======== THE DATA
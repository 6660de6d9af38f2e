//! Sentivision - local emotion-session recorder for trading insight dashboards.
//!
//! This library samples facial-emotion intensities while a capture source is
//! active, aggregates each recording into a session with insights, persists the
//! sessions locally and turns them into CSV exports and chart timelines.
//!
//! # Privacy Guarantees
//!
//! - **No frames**: Video frames never leave the detector, only emotion scores
//! - **Local only**: Sessions are stored in a JSON file on this device
//! - **Bounded capture**: Samples are buffered only while a recording is active
//! - **Transparency**: All collection is logged and auditable
//!
//! # Architecture
//!
//! ```text
//! ┌─────────────────────────────────────────────────────────────┐
//! │                         Sentivision                          │
//! ├─────────────────────────────────────────────────────────────┤
//! │  ┌─────────────┐   ┌─────────────┐   ┌─────────────┐       │
//! │  │   Sampler   │──▶│  Recorder   │──▶│  Aggregate  │       │
//! │  │ (500ms tick)│   │  (buffer)   │   │ (insights)  │       │
//! │  └─────────────┘   └─────────────┘   └─────────────┘       │
//! │         │                                    │              │
//! │         ▼                                    ▼              │
//! │  ┌─────────────┐   ┌─────────────┐   ┌─────────────┐       │
//! │  │Transparency │   │  Timeline   │◀──│   Session   │──▶ CSV│
//! │  │    Log      │   │  (series)   │   │    Store    │       │
//! │  └─────────────┘   └─────────────┘   └─────────────┘       │
//! └─────────────────────────────────────────────────────────────┘
//! ```
//!
//! # Example
//!
//! ```no_run
//! use sentivision::{
//!     open_capture_source, CaptureDevice, EmotionSampler, SessionRecorder, SessionStore,
//!     SyntheticEmotionDetector, DEFAULT_SAMPLE_INTERVAL,
//! };
//!
//! let sampler = EmotionSampler::new(SyntheticEmotionDetector::new(), DEFAULT_SAMPLE_INTERVAL);
//! let mut handle = sampler
//!     .spawn(open_capture_source(CaptureDevice::Simulated))
//!     .expect("camera unavailable");
//!
//! let mut recorder = SessionRecorder::new();
//! recorder
//!     .start(chrono::Utc::now().timestamp_millis(), handle.is_capture_active())
//!     .expect("recording already active");
//!
//! // Samples arrive on handle.receiver(); push them into the recorder.
//! while let Some(sample) = handle.try_recv() {
//!     recorder.push(sample);
//! }
//!
//! handle.stop();
//! if let Some(session) = recorder.stop(chrono::Utc::now().timestamp_millis()) {
//!     let mut store = SessionStore::open("emotion-sessions.json").expect("store");
//!     store.save(session).expect("save");
//! }
//! ```

pub mod analysis;
pub mod capture;
pub mod config;
pub mod core;
pub mod store;
pub mod tier;
pub mod transparency;

// Re-export key types at crate root for convenience
pub use analysis::{
    EmotionDetector, PatternDetector, SentimentScorer, SyntheticEmotionDetector,
    SyntheticPatternDetector, SyntheticSentimentScorer,
};
pub use capture::{
    open_capture_source, CaptureError, CaptureSource, EmotionChannel, EmotionSample,
    EmotionSampler, EmotionVector, SamplerHandle, DEFAULT_SAMPLE_INTERVAL,
};
pub use config::{CaptureDevice, Config, ConfigError};
pub use crate::core::{
    aggregate, build_timeline, EmotionSession, NewSession, SessionRecorder, SessionSummary,
    Timeline,
};
pub use store::{samples_to_csv, ExportError, SessionStore, StoreError};
pub use tier::{Capability, GatingPolicy, SubscriptionTier, TierContext, TierError};
pub use transparency::{CollectionEvent, TransparencyLog, TransparencyStats};

/// Library version.
pub const VERSION: &str = env!("CARGO_PKG_VERSION");

/// Privacy declaration that can be displayed to users.
pub const PRIVACY_DECLARATION: &str = r#"
╔══════════════════════════════════════════════════════════════════╗
║               SENTIVISION EMOTION AI - PRIVACY NOTICE            ║
╠══════════════════════════════════════════════════════════════════╣
║                                                                  ║
║  Emotion AI scores your facial expressions while you record.     ║
║                                                                  ║
║  ✓ WHAT WE KEEP:                                                 ║
║    • Seven emotion intensities per sample (0-100%)               ║
║    • Detector confidence per sample                              ║
║    • When each sample was taken                                  ║
║                                                                  ║
║  ✗ WHAT WE NEVER KEEP:                                           ║
║    • Video frames or still images                                ║
║    • Facial landmarks or identity                                ║
║    • Anything captured while no recording is active              ║
║                                                                  ║
║  Sessions stay in a local file on this device. Delete any        ║
║  session with:                                                   ║
║    sentivision delete <id>                                       ║
║                                                                  ║
║  You can view collection statistics anytime with:                ║
║    sentivision status                                            ║
║                                                                  ║
╚══════════════════════════════════════════════════════════════════╝
"#;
================
REQUIRED WORK >>
The required result is a verbatim copy of all the entries.

YOUR SOLUTION >>
repository 6660de6d9af38f2e
//! Sentivision - local emotion-session recorder for trading insight dashboards.
//!
//! This library samples facial-emotion intensities while a capture source is
//! active, aggregates each recording into a session with insights, persists the
//! sessions locally and turns them into CSV exports and chart timelines.
//!
//! # Privacy Guarantees
//!
//! - **No frames**: Video frames never leave the detector, only emotion scores
//! - **Local only**: Sessions are stored in a JSON file on this device
//! - **Bounded capture**: Samples are buffered only while a recording is active
//! - **Transparency**: All collection is logged and auditable
//!
//! # Architecture
//!
//! ```text
//! ┌─────────────────────────────────────────────────────────────┐
//! │                         Sentivision                          │
//! ├─────────────────────────────────────────────────────────────┤
//! │  ┌─────────────┐   ┌─────────────┐   ┌─────────────┐       │
//! │  │   Sampler   │──▶│  Recorder   │──▶│  Aggregate  │       │
//! │  │ (500ms tick)│   │  (buffer)   │   │ (insights)  │       │
//! │  └─────────────┘   └─────────────┘   └─────────────┘       │
//! │         │                                    │              │
//! │         ▼                                    ▼              │
//! │  ┌─────────────┐   ┌─────────────┐   ┌─────────────┐       │
//! │  │Transparency │   │  Timeline   │◀──│   Session   │──▶ CSV│
//! │  │    Log      │   │  (series)   │   │    Store    │       │
//! │  └─────────────┘   └─────────────┘   └─────────────┘       │
//! └─────────────────────────────────────────────────────────────┘
//! ```
//!
//! # Example
//!
//! ```no_run
//! use sentivision::{
//!     open_capture_source, CaptureDevice, EmotionSampler, SessionRecorder, SessionStore,
//!     SyntheticEmotionDetector, DEFAULT_SAMPLE_INTERVAL,
//! };
//!
//! let sampler = EmotionSampler::new(SyntheticEmotionDetector::new(), DEFAULT_SAMPLE_INTERVAL);
//! let mut handle = sampler
//!     .spawn(open_capture_source(CaptureDevice::Simulated))
//!     .expect("camera unavailable");
//!
//! let mut recorder = SessionRecorder::new();
//! recorder
//!     .start(chrono::Utc::now().timestamp_millis(), handle.is_capture_active())
//!     .expect("recording already active");
//!
//! // Samples arrive on handle.receiver(); push them into the recorder.
//! while let Some(sample) = handle.try_recv() {
//!     recorder.push(sample);
//! }
//!
//! handle.stop();
//! if let Some(session) = recorder.stop(chrono::Utc::now().timestamp_millis()) {
//!     let mut store = SessionStore::open("emotion-sessions.json").expect("store");
//!     store.save(session).expect("save");
//! }
//! ```

pub mod analysis;
pub mod capture;
pub mod config;
pub mod core;
pub mod store;
pub mod tier;
pub mod transparency;

// Re-export key types at crate root for convenience
pub use analysis::{
    EmotionDetector, PatternDetector, SentimentScorer, SyntheticEmotionDetector,
    SyntheticPatternDetector, SyntheticSentimentScorer,
};
pub use capture::{
    open_capture_source, CaptureError, CaptureSource, EmotionChannel, EmotionSample,
    EmotionSampler, EmotionVector, SamplerHandle, DEFAULT_SAMPLE_INTERVAL,
};
pub use config::{CaptureDevice, Config, ConfigError};
pub use crate::core::{
    aggregate, build_timeline, EmotionSession, NewSession, SessionRecorder, SessionSummary,
    Timeline,
};
pub use store::{samples_to_csv, ExportError, SessionStore, StoreError};
pub use tier::{Capability, GatingPolicy, SubscriptionTier, TierContext, TierError};
pub use transparency::{CollectionEvent, TransparencyLog, TransparencyStats};

/// Library version.
pub const VERSION: &str = env!("CARGO_PKG_VERSION");

/// Privacy declaration that can be displayed to users.
pub const PRIVACY_DECLARATION: &str = r#"
╔══════════════════════════════════════════════════════════════════╗
║               SENTIVISION EMOTION AI - PRIVACY NOTICE            ║
╠══════════════════════════════════════════════════════════════════╣
║                                                                  ║
║  Emotion AI scores your facial expressions while you record.     ║
║                                                                  ║
║  ✓ WHAT WE KEEP:                                                 ║
║    • Seven emotion intensities per sample (0-100%)               ║
║    • Detector confidence per sample                              ║
║    • When each sample was taken                                  ║
║                                                                  ║
║  ✗ WHAT WE NEVER KEEP:                                           ║
║    • Video frames or still images                                ║
║    • Facial landmarks or identity                                ║
║    • Anything captured while no recording is active              ║
║                                                                  ║
║  Sessions stay in a local file on this device. Delete any        ║
║  session with:                                                   ║
║    sentivision delete <id>                                       ║
║                                                                  ║
║  You can view collection statistics anytime with:                ║
║    sentivision status                                            ║
║                                                                  ║
╚══════════════════════════════════════════════════════════════════╝
"#;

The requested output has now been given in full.